Das Werk des Mathematikers John von Neumann hat in der Wirtschafts- und Politikwissenschaft tiefe Spuren hinterlassen. von Neumann war im Sommersemester 1929 als Dozent an der Universität Hamburg tätig. Noch im selben Jahr nahm er eine Einladung nach Princeton an, wo er die folgenden Jahre lehrte und gemeinsam mit Oskar Morgenstern das Buch The Theory of Games and Economic Behavior (1944) verfasste. Unser Beitrag bietet einen Crash-Kurs in Spieltheorie und führt in ihre militärischen und politischen Rahmenbedingungen ein.
Matthew Braham ist seit 2017 Professor für praktische Philosophie an der Universität Hamburg. Seine Publikationen sind in Erkenntnis, Mind und dem Journal of Philosophy erschienen. Bevor er in Groningen und später Bayreuth Professuren übernahm, arbeitete er als Wissenschaftlicher Assistent im Fachbereich Volkswirtschaftslehre der Universität Hamburg. Dort war Matthew Braham (zusammen mit Manfred J. Holler) einer der Erfinder und Wegbereiter des Hamburger Masterstudiengangs in Politics, Economics and Philosophy (PEP).
John von Neumann was one of the twentieth century’s intellectual giants. He was born in Budapest on 28 December 1903 as the eldest of three sons in a well-off Jewish family. He became a naturalized US citizen in 1937. His “nobility” – the “von” in his name – was because his banker father received a minor title from the Emperor Franz Josef. His brilliance stood out at a young age, and his life was characterized by a legend of a very colourful personality. Story has it that at the age of eight he was familiar with calculus and knew Ancient Greek. Later he was notorious for his occasional binge drinking and reckless driving – a piece of road in Princeton was nicknamed “von Neumann Corner” for all the incidents that he had there while at the wheel. The source of the accidents was not, however, drinking, but singing which led to a wayward way of navigating corners – or so they say. John von Neumann’s life was cut short on 8 February 1957 by bone cancer, which was probably a result of his exposure to radiation at the Bikini Atoll nuclear tests which he took part in.
During his lifetime, von Neumann published over 150 papers in pure and applied mathematics, mathematical and theoretical physics, logic, theoretical computer science, and computer design, and economics. He was not only a scientific genius, but also extremely engaged in academic management and politics. He served in government commissions and advisory committees that affected US government policy during and after World War II. In 1943, von Neumann joined the Manhattan Project that developed US nuclear bombs that were dropped on Japan in 1945. His role was crucial: he did the calculations for the implosion device of the atomic bombs, allowing for a more efficient and destructive explosion. His models were also used to select the targets and plan out the path of the bombers in order to reduce the chances of their being intercepted.

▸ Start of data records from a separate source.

//! Client for the EVM portal's finalized-block streaming API.
//!
//! [`PortalClient`] drives a newline-delimited-JSON HTTP stream of finalized
//! blocks into a bounded [`BlockStream`], handling head-polling, truncated
//! responses, and backpressure. [`source::DataSource`] sits on top of it to
//! walk the disjoint range segments of an `evm_portal_types::Query`.

#![warn(
    missing_copy_implementations,
    missing_debug_implementations,
    missing_docs,
    unreachable_pub,
    clippy::missing_const_for_fn,
    rustdoc::all
)]
#![cfg_attr(not(test), warn(unused_crate_dependencies))]
#![deny(unused_must_use, rust_2018_idioms)]
#![cfg_attr(docsrs, feature(doc_cfg))]

mod lines;
pub use lines::{LineSplitter, LineSplitterError};

mod buffer;

mod error;
pub use error::{PortalError, TransportError};

mod config;
pub use config::{ClientConfig, RequestDefaults, RetryConfig, StreamOpts};

mod transport;
pub use transport::{ReqwestTransport, StreamResponse, Transport};

mod head;

mod stream;
pub use stream::BlockStream;

mod client;
pub use client::PortalClient;

pub mod source;
pub use source::DataSource;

John von Neumann’s stint at the Universität Hamburg came 1929. It was a step between his Privatdozentur in Berlin and his permanent move to Princeton in 1930. He arrived in Princeton first on a visiting lectureship and then became a founding faculty member of what became a world famous School of Mathematics at the Institute of Advanced Studies when it opened its doors on October 2 1933 – and where he spent the rest of his career. During his short Hamburg period he worked on set theory, quantum physics, and operator theory.

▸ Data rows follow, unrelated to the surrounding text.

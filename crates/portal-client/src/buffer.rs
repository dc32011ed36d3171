use crate::error::PortalError;
use evm_portal_types::Block;
use std::sync::Mutex;
use tokio::{sync::Notify, time::Instant};

/// The contents handed off to the consumer in one pull (spec §3, "Block
/// buffer entry").
#[derive(Debug, Default)]
pub(crate) struct BufferEntry {
    pub(crate) blocks: Vec<Block>,
    pub(crate) bytes: u64,
}

#[derive(Debug)]
enum State {
    Filling,
    Ready,
    Closed,
    Failed(PortalError),
}

#[derive(Debug)]
struct Shared {
    entry: BufferEntry,
    state: State,
    last_handoff: Instant,
}

/// A bounded single-producer/single-consumer rendezvous with three readiness
/// triggers and one hard backpressure threshold (spec §4.4).
///
/// Handoff is modeled as a small state machine (`Filling`/`Ready`/`Closed`/
/// `Failed`) rather than ad-hoc flags, per the re-architecture note in §9.
#[derive(Debug)]
pub(crate) struct BlockBuffer {
    shared: Mutex<Shared>,
    ready: Notify,
    space: Notify,
    min_bytes: u64,
    max_bytes: u64,
}

impl BlockBuffer {
    /// A new, empty buffer. `max_bytes` is raised to `min_bytes` if given
    /// lower, matching the "≥ min_bytes" invariant in §4.4.
    pub(crate) fn new(min_bytes: u64, max_bytes: u64) -> Self {
        Self {
            shared: Mutex::new(Shared {
                entry: BufferEntry::default(),
                state: State::Filling,
                last_handoff: Instant::now(),
            }),
            ready: Notify::new(),
            space: Notify::new(),
            min_bytes,
            max_bytes: max_bytes.max(min_bytes),
        }
    }

    /// Append a decoded block plus the on-wire length of the line that
    /// produced it. Returns `true` if this append crossed `min_bytes`
    /// (readiness trigger 1).
    pub(crate) fn append(&self, block: Block, line_len: u64) -> bool {
        let mut shared = self.shared.lock().unwrap();
        shared.entry.blocks.push(block);
        shared.entry.bytes += line_len;
        let crossed = shared.entry.bytes >= self.min_bytes;
        if crossed && matches!(shared.state, State::Filling) {
            shared.state = State::Ready;
        }
        drop(shared);
        if crossed {
            self.ready.notify_one();
        }
        crossed
    }

    pub(crate) fn bytes(&self) -> u64 {
        self.shared.lock().unwrap().entry.bytes
    }

    pub(crate) fn is_empty(&self) -> bool {
        self.shared.lock().unwrap().entry.blocks.is_empty()
    }

    /// `true` once backpressure (trigger beyond `max_bytes`) must be applied.
    pub(crate) fn over_high_water(&self) -> bool {
        self.bytes() >= self.max_bytes
    }

    /// When the last handoff to the consumer completed (or buffer creation,
    /// if none yet) — the anchor for the wait timer.
    pub(crate) fn last_handoff(&self) -> Instant {
        self.shared.lock().unwrap().last_handoff
    }

    /// Force a handoff regardless of `min_bytes` (idle timer, wait timer, or
    /// natural end of the HTTP response — readiness triggers 2-4). A no-op
    /// if the buffer is currently empty.
    pub(crate) fn force_ready(&self) {
        let mut shared = self.shared.lock().unwrap();
        if shared.entry.blocks.is_empty() {
            return;
        }
        if matches!(shared.state, State::Filling) {
            shared.state = State::Ready;
        }
        drop(shared);
        self.ready.notify_one();
    }

    /// Park the producer until the buffer has been taken by the consumer.
    pub(crate) async fn wait_for_space(&self) {
        loop {
            if self.bytes() < self.max_bytes {
                return;
            }
            self.space.notified().await;
        }
    }

    /// Pull the entire buffer contents, resetting it to empty/`Filling` and
    /// releasing anything parked on backpressure. Returns `None` once the
    /// buffer has been closed and drained; a stored producer failure is
    /// returned exactly once, after which the buffer behaves as closed.
    pub(crate) async fn take(&self) -> Option<Result<BufferEntry, PortalError>> {
        loop {
            let settled = {
                let shared = self.shared.lock().unwrap();
                matches!(shared.state, State::Ready | State::Closed | State::Failed(_))
            };
            if settled {
                let mut shared = self.shared.lock().unwrap();
                let state = std::mem::replace(&mut shared.state, State::Filling);
                return match state {
                    State::Ready => {
                        let entry = std::mem::take(&mut shared.entry);
                        shared.last_handoff = Instant::now();
                        drop(shared);
                        self.space.notify_one();
                        Some(Ok(entry))
                    }
                    State::Closed => {
                        shared.state = State::Closed;
                        None
                    }
                    State::Failed(err) => {
                        shared.state = State::Closed;
                        Some(Err(err))
                    }
                    State::Filling => unreachable!("checked settled above"),
                };
            }
            self.ready.notified().await;
        }
    }

    /// Close the buffer. Idempotent; does not overwrite a stored failure.
    pub(crate) fn close(&self) {
        let mut shared = self.shared.lock().unwrap();
        if !matches!(shared.state, State::Failed(_)) {
            shared.state = State::Closed;
        }
        drop(shared);
        self.ready.notify_one();
        self.space.notify_one();
    }

    /// Store a producer failure, to be delivered on the next `take`.
    pub(crate) fn fail(&self, err: PortalError) {
        let mut shared = self.shared.lock().unwrap();
        shared.state = State::Failed(err);
        drop(shared);
        self.ready.notify_one();
        self.space.notify_one();
    }
}

#[cfg(test)]
mod tests {
    use super::*;
    use evm_portal_types::Header;
    use serde_json::Map;
    use std::{sync::Arc, time::Duration};

    fn block(n: u64) -> Block {
        Block {
            header: Header { number: n, hash: format!("0x{n:x}"), parent_hash: "0x0".into(), extra: Map::new() },
            transactions: None,
            logs: None,
            traces: None,
            state_diffs: None,
        }
    }

    #[tokio::test]
    async fn min_bytes_triggers_without_waiting_for_more_chunks() {
        let buffer = BlockBuffer::new(20, 100);
        assert!(!buffer.append(block(1), 10));
        assert!(buffer.append(block(2), 10));
        let entry = buffer.take().await.unwrap().unwrap();
        assert_eq!(entry.blocks.len(), 2);
        assert_eq!(entry.bytes, 20);
    }

    #[tokio::test]
    async fn force_ready_is_a_noop_when_empty() {
        let buffer = BlockBuffer::new(1_000, 1_000);
        buffer.force_ready();
        assert!(buffer.is_empty());
    }

    #[tokio::test]
    async fn backpressure_releases_after_a_take() {
        let buffer = Arc::new(BlockBuffer::new(1_000, 50));
        for i in 0..6 {
            buffer.append(block(i), 10);
        }
        assert!(buffer.over_high_water());

        let waiter = tokio::spawn({
            let buffer = buffer.clone();
            async move { buffer.wait_for_space().await }
        });
        tokio::time::sleep(Duration::from_millis(10)).await;
        assert!(!waiter.is_finished());

        buffer.force_ready();
        let entry = buffer.take().await.unwrap().unwrap();
        assert_eq!(entry.blocks.len(), 6);
        waiter.await.unwrap();
    }

    #[tokio::test]
    async fn close_unblocks_a_pending_take() {
        let buffer = Arc::new(BlockBuffer::new(1_000, 1_000));
        let taker = tokio::spawn({
            let buffer = buffer.clone();
            async move { buffer.take().await }
        });
        tokio::time::sleep(Duration::from_millis(10)).await;
        buffer.close();
        assert!(taker.await.unwrap().is_none());
    }

    #[tokio::test]
    async fn a_failure_is_delivered_once_then_the_buffer_closes() {
        let buffer = BlockBuffer::new(1_000, 1_000);
        buffer.fail(PortalError::Config("boom".into()));
        assert!(buffer.take().await.unwrap().is_err());
        assert!(buffer.take().await.is_none());
    }

    #[tokio::test]
    async fn blocks_are_delivered_in_append_order() {
        let buffer = BlockBuffer::new(1, 1_000);
        buffer.append(block(10), 5);
        buffer.append(block(11), 5);
        buffer.append(block(12), 5);
        let entry = buffer.take().await.unwrap().unwrap();
        let numbers: Vec<u64> = entry.blocks.iter().map(Block::number).collect();
        assert_eq!(numbers, vec![10, 11, 12]);
    }
}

It is outright impossible to write a pocket-sized review of von Neumann’s intellectual contributions and significance – just think, he was even instrumental in designing the first computer for detecting a nuclear attack on the US. What we can do, however, is focus on one area that is significant for the Politik 100 x 100 Blog. This is his undisputable relevance for political science and political theory. John von Neumann is considered the father of game theory. His Economic Behavior and the Theory of Games, a 600-page tome written together with Oskar Morgenstern and published in 1944 by Princeton University Press opened up a whole new methodological world for the study of political phenomena. It must be noted that he proved what can be considered as the cornerstone of his theory of strategic behaviour in an article he published the year before he came to Hamburg, although it was not a line of research he pursued here. That cornerstone is known as the “Minimax Theorem”. The title of that article was “Zur Theorie der Gesellschaftsspiele ” published in Mathematische Annalen in 1928.[1]
The MiniMax theorem says that for many two-person strategic interactions it is simply pointless to try to “play” the game in the sense of trying to strategically outwit others. If each player considers for each possible strategy available to them the maximum that they can expect to lose if they choose that strategy, and then decides to choose the strategy that minimizes the maximum loss, then each can be certain that they are minimizing their losses. If, and crucially, each player thinks this way, then each can make sure that what they get from an interaction is completely determined by the structure of that interaction itself (“the rules of the game”).
The idea was generalised later by John Nash – whose name is given to the so-called “Nash Equilibrium” solution concept. It is very much worth a mention here that the two Johns were not of one mind about Nash’s contribution. For von Neumann, Nash’s solution concept was in a sense “artificial” because it was too “individualistic”. At an informal conference on game theory in 1955, he criticized Nash’s approach for ignoring “the enormous variety of observed stable social structures; many differing conventions can endure, existing today for no better reason that they were here yesterday”.[2] It is certainly disputed that this criticism is sound. Nash’s equilibrium concept is more general than von Neumann’s own version because it accounts for both games of pure conflict and coordination, while von Neumann attention was confined to games of pure conflict. The artificiality charge cuts both ways.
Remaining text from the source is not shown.